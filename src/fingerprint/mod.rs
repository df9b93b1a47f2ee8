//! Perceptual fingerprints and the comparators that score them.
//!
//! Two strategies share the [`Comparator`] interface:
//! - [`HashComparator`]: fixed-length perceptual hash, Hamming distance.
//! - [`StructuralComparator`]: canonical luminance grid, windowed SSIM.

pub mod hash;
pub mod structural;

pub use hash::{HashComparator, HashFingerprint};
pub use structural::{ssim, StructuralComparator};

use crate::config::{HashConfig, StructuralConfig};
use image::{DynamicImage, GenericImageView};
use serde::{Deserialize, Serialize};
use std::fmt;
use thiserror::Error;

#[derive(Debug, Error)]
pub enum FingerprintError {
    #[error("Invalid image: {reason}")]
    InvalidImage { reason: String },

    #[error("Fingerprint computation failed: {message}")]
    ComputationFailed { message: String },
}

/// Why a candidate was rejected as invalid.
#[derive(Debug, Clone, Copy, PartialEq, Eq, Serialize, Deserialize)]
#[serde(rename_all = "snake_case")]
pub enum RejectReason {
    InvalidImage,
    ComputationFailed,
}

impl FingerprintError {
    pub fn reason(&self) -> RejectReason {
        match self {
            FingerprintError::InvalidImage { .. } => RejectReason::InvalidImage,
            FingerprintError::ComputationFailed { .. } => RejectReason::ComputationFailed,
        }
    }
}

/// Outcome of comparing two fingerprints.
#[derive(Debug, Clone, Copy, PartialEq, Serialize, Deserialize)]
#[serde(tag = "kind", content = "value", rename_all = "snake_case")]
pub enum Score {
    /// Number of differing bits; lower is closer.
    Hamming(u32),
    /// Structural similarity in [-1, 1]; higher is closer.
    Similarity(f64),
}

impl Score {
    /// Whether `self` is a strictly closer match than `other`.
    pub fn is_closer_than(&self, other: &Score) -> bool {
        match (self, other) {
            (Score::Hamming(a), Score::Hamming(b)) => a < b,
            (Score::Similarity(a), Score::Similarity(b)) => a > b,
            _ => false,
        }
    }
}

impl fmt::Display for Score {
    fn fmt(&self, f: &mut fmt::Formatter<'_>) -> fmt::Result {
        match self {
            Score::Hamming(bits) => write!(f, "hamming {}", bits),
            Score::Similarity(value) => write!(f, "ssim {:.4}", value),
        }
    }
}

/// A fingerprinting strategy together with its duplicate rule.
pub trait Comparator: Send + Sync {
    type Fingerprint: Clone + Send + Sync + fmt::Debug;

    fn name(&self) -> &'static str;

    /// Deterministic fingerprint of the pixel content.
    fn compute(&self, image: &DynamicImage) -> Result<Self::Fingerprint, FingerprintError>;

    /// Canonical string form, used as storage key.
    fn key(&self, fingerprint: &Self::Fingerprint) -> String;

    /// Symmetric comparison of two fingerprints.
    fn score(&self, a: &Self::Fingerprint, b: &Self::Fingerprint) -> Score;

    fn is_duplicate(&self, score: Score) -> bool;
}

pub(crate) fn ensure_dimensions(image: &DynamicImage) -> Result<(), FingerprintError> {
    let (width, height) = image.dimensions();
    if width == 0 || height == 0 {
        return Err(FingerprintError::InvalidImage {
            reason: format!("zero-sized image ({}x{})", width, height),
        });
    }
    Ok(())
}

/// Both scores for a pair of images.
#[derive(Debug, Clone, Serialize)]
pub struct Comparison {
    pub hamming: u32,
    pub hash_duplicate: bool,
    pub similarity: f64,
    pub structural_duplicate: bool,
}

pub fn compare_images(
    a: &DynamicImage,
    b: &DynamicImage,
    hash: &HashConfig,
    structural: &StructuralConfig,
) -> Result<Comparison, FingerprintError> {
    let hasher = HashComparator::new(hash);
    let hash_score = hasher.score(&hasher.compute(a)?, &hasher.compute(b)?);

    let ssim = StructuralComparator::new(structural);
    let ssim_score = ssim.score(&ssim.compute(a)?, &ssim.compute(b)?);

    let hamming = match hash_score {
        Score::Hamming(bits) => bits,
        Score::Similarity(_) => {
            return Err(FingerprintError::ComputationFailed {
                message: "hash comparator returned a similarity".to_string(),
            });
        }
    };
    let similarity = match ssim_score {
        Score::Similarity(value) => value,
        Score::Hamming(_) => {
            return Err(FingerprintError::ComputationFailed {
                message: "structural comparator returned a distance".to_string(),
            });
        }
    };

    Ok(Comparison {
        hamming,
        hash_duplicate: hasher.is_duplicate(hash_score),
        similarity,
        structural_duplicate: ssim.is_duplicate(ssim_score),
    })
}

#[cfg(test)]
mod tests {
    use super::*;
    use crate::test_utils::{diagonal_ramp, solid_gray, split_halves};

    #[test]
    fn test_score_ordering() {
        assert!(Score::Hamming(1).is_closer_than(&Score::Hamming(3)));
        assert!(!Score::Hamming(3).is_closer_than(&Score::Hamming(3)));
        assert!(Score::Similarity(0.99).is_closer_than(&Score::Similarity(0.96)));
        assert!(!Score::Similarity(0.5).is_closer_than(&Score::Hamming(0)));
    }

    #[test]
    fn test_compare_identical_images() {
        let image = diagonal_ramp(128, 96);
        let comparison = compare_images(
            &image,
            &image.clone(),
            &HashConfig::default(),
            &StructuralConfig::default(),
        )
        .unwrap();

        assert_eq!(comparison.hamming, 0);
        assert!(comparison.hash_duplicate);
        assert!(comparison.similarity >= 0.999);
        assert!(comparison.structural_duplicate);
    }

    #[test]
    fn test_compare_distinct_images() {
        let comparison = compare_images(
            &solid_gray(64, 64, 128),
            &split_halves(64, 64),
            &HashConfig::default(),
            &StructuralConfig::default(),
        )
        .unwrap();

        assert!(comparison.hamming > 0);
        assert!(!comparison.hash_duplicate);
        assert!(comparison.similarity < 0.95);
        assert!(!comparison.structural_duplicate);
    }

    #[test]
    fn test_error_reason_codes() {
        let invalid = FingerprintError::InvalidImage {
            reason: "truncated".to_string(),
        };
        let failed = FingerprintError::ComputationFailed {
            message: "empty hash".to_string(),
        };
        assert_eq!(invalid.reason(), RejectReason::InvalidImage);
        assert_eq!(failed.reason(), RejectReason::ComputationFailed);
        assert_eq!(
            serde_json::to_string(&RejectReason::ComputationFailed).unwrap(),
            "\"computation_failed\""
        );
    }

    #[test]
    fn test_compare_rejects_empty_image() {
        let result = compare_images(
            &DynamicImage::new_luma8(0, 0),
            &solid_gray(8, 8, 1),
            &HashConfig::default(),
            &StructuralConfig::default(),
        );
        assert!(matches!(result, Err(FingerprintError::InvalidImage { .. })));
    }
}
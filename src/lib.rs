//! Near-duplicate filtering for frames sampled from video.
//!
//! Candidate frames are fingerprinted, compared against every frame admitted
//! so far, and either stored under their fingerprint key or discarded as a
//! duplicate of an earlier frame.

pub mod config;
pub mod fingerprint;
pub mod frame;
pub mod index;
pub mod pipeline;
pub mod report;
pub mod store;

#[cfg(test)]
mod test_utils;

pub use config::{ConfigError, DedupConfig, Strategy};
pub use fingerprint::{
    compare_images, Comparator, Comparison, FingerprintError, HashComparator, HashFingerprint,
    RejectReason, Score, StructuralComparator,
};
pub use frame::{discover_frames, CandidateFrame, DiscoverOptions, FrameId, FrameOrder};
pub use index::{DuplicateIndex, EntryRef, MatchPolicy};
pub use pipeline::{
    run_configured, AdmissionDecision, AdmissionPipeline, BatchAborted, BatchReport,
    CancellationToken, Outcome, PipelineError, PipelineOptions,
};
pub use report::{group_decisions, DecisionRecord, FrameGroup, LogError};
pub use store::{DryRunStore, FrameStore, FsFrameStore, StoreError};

________________________

**About this exercise:** Every line that contains the string "bits" should be copied from the entries.

**Task response:**
    /// Number of differing bits; lower is closer.
            Score::Hamming(bits) => write!(f, "hamming {}", bits),
        Score::Hamming(bits) => bits,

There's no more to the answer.